Le cardinal, flatté d’avoir humilié ne fût-ce qu’un instant l’intraitable orgueil de son frère, reprit sa place en disant:
– D’ailleurs, mon cher Henri, je vais vous apprendre une petite chose qui va sans doute modifier vos idées: Valois est loin d’être aussi malade que le prétendent sa mère et Miron [14]. Il n’a nulle envie de mourir. Je le sais par son confesseur, qui l’approchant à toute heure, a pu se rendre compte de son véritable état. Que diriez-vous donc si au lieu d’une année que vous demande la Médicis, il vous fallait attendre cinq ans, dix ans même? Que devient dès lors votre plan?
– L’année écoulée, fit vivement le Balafré qui espérait ramener la famille à ses idées, je redeviens libre, je ne suis plus enchaîné par mon serment… Et alors il sera temps… Qu’en dites-vous, ma mère?…
Le cardinal haussa les épaules, Mayenne tira sur sa barbiche, et la duchesse de Montpensier fit cliqueter ses ciseaux d’or. Les deux frères et la sœur se regardèrent d’un air qui voulait dire:
– Rien à faire!…
La mère des Guise darda alors son clair regard sur son fils aîné.
Et d’une voix sourde où se devinait une haine invétérée que les ans n’avaient pu émousser, la mère des Guise parla:
– Henri, dit-elle, voici là le portrait de votre père et, vous pouvez m’en croire, c’est son esprit même qui m’anime. Ce portrait, s’il pouvait parler, vous dirait: «Mon fils, j’ai été lâchement assassiné par un de ces misérables huguenots qui insultent l’Église et qui ont frappé en moi le ferme serviteur de Dieu. Au nom de l’Église bafouée, au nom de mon sang qu’ils ont versé, vengeance, mon fils, vengeance!…»
– Nous avons fait la Saint-Barthélémy, dit Henri d’une voix sombre, et nous en avons tué vingt mille.
– Oui, reprit la vieille duchesse avec un sourire terrible, nous en avons tué quelques-uns… mais ce n’est pas assez!…
– Que faut-il donc?
La mère des Guise eut un geste large.
– Il faut, dit-elle, l’extermination complète de la secte!

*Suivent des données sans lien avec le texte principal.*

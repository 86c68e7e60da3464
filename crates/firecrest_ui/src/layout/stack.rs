//! Stacking layouts.
//!
//! A stack places each child right after the children before it, skipping
//! the spacing after children with no extent. Offsets are re-summed on every
//! query, so resizing or removing a child reflows its later siblings.

use super::{Axis, Layout};
use crate::alignment::{Align, ElementAlignment, Slot};
use crate::element::{Element, ElementId};
use crate::error::{UiError, UiResult};
use crate::tree::ElementTree;

/// Horizontal stacking direction.
#[derive(Debug, Clone, Copy, PartialEq, Eq, Hash, Default)]
pub enum HorizontalDirection {
    /// First child at the left edge.
    #[default]
    LeftToRight,
    /// First child at the right edge.
    RightToLeft,
}

/// Vertical stacking direction.
#[derive(Debug, Clone, Copy, PartialEq, Eq, Hash, Default)]
pub enum VerticalDirection {
    /// First child at the top edge.
    #[default]
    TopToBottom,
    /// First child at the bottom edge.
    BottomToTop,
}

/// Places children one after another along an axis.
#[derive(Debug, Clone)]
pub struct StackLayout {
    axis: Axis,
    /// Accumulate from the far edge (right or top) instead of the origin.
    from_far_edge: bool,
    /// Gap after every child with a positive extent.
    pub spacing: f32,
    flexible: Vec<ElementId>,
}

impl StackLayout {
    /// A left-to-right or right-to-left row.
    #[must_use]
    pub fn horizontal(direction: HorizontalDirection, spacing: f32) -> Self {
        Self {
            axis: Axis::Horizontal,
            from_far_edge: direction == HorizontalDirection::RightToLeft,
            spacing,
            flexible: Vec::new(),
        }
    }

    /// A top-to-bottom or bottom-to-top column.
    #[must_use]
    pub fn vertical(direction: VerticalDirection, spacing: f32) -> Self {
        Self {
            axis: Axis::Vertical,
            from_far_edge: direction == VerticalDirection::TopToBottom,
            spacing,
            flexible: Vec::new(),
        }
    }

    /// Stacking axis.
    #[must_use]
    pub fn axis(&self) -> Axis {
        self.axis
    }

    /// Children that share the room left over by the others.
    #[must_use]
    pub fn flexible_children(&self) -> &[ElementId] {
        &self.flexible
    }

    /// Makes `children` of `container` share the room left over by its
    /// other children equally.
    ///
    /// # Errors
    ///
    /// [`UiError::NotAContainer`] if `container` is not a stack and
    /// [`UiError::ElementNotFound`] if one of `children` is not its child.
    pub fn set_flexible_children(
        tree: &mut ElementTree,
        container: ElementId,
        children: &[ElementId],
    ) -> UiResult<()> {
        if let Some(&stranger) = children.iter().find(|&&c| tree.parent(c) != Some(container)) {
            return Err(UiError::ElementNotFound(stranger));
        }
        let layout = tree
            .layout_mut::<Self>(container)
            .ok_or(UiError::NotAContainer(container))?;
        layout.flexible = children.to_vec();
        let slot = layout.axis.extent_slot();

        for &child in children {
            if let Some(alignment) = tree.alignment_mut(child) {
                *alignment.get_mut(slot) = Align::Layout { container, subject: child, slot };
            }
        }
        Ok(())
    }

    fn extent(&self, tree: &ElementTree, id: ElementId) -> f32 {
        self.axis.of(tree.pixel_size(id))
    }

    fn spaced(&self, extent: f32) -> f32 {
        if extent > 0.0 {
            extent + self.spacing
        } else {
            extent
        }
    }

    /// Extent taken by the children before `subject`, spacing included.
    fn offset_before(&self, tree: &ElementTree, container: ElementId, subject: ElementId) -> f32 {
        tree.children(container)
            .iter()
            .take_while(|&&child| child != subject)
            .map(|&child| self.spaced(self.extent(tree, child)))
            .sum()
    }

    #[allow(clippy::cast_precision_loss)]
    fn flexible_extent(&self, tree: &ElementTree, container: ElementId, p1: f32) -> f32 {
        if self.flexible.is_empty() {
            return 0.0;
        }
        let fixed: f32 = tree
            .children(container)
            .iter()
            .filter(|&&child| !self.flexible.contains(&child))
            .map(|&child| self.spaced(self.extent(tree, child)))
            .sum();
        (p1 - fixed) / self.flexible.len() as f32
    }
}

impl Layout for StackLayout {
    fn child_created(
        &mut self,
        container: ElementId,
        child: ElementId,
        alignment: &mut ElementAlignment,
    ) {
        let slot = self.axis.position_slot();
        *alignment.get_mut(slot) = Align::Layout { container, subject: child, slot };
    }

    fn resolve(
        &self,
        tree: &ElementTree,
        container: ElementId,
        subject: ElementId,
        slot: Slot,
        p1: f32,
        _p2: f32,
    ) -> f32 {
        if slot == self.axis.position_slot() {
            let offset = self.offset_before(tree, container, subject);
            if self.from_far_edge {
                p1 - offset - self.extent(tree, subject)
            } else {
                offset
            }
        } else if slot == self.axis.extent_slot() {
            self.flexible_extent(tree, container, p1)
        } else {
            0.0
        }
    }
}

/// A row of children.
#[derive(Debug, Clone, Copy, Default)]
pub struct HorizontalPositioning {
    /// Which edge the first child sits at.
    pub direction: HorizontalDirection,
    /// Gap between children.
    pub spacing: f32,
}

impl HorizontalPositioning {
    /// Creates a row.
    #[must_use]
    pub fn new(direction: HorizontalDirection, spacing: f32) -> Self {
        Self { direction, spacing }
    }
}

impl Element for HorizontalPositioning {
    fn layout(&self) -> Option<Box<dyn Layout>> {
        Some(Box::new(StackLayout::horizontal(self.direction, self.spacing)))
    }
}

/// A column of children.
#[derive(Debug, Clone, Copy, Default)]
pub struct VerticalPositioning {
    /// Which edge the first child sits at.
    pub direction: VerticalDirection,
    /// Gap between children.
    pub spacing: f32,
}

impl VerticalPositioning {
    /// Creates a column.
    #[must_use]
    pub fn new(direction: VerticalDirection, spacing: f32) -> Self {
        Self { direction, spacing }
    }
}

impl Element for VerticalPositioning {
    fn layout(&self) -> Option<Box<dyn Layout>> {
        Some(Box::new(StackLayout::vertical(self.direction, self.spacing)))
    }
}

/// A top-to-bottom column whose flexible children fill the leftover height.
///
/// See [`StackLayout::set_flexible_children`].
#[derive(Debug, Clone, Copy, Default)]
pub struct VerticalContainer {
    /// Gap between children.
    pub spacing: f32,
}

impl VerticalContainer {
    /// Creates a column.
    #[must_use]
    pub fn new(spacing: f32) -> Self {
        Self { spacing }
    }
}

impl Element for VerticalContainer {
    fn layout(&self) -> Option<Box<dyn Layout>> {
        Some(Box::new(StackLayout::vertical(VerticalDirection::TopToBottom, self.spacing)))
    }
}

Il faut que sur toute la surface du royaume, il ne se trouve plus un seul homme qui puisse dire: «Je suis de la même religion que Poltrot qui tua François de Lorraine sous les murs d’Orléans!» Et pour accomplir cette grande œuvre, il faut à ce royaume un roi tel que vous, mon fils!
L’orgueil de la mère éclatait dans ce mot.
– Un roi, continua-t-elle, qui puisse entreprendre la grande chevauchée sanglante, un roi dont le flamboyant aspect sème la terreur sur les champs de bataille, et qui, l’estramaçon dans la main, parcoure la France pour le dépeupler à jamais de la race maudite!… Un roi, enfin, qui méritant le nom de fils de David, beau comme vous, indomptable comme vous, terrible comme vous, marche de victoire en victoire, recommence Vassy, refasse Jarnac et Moncontour et achève la Saint-Barthélémy… C’est vous, mon fils, qui êtes ce roi!
Emporté par l’ardente parole, le Balafré haletait. Le cardinal frémissait, Marie souriait. Et Mayenne, les mains croisées sur son ventre, écoutait.
[14] Miron, médecin du roi Henri III.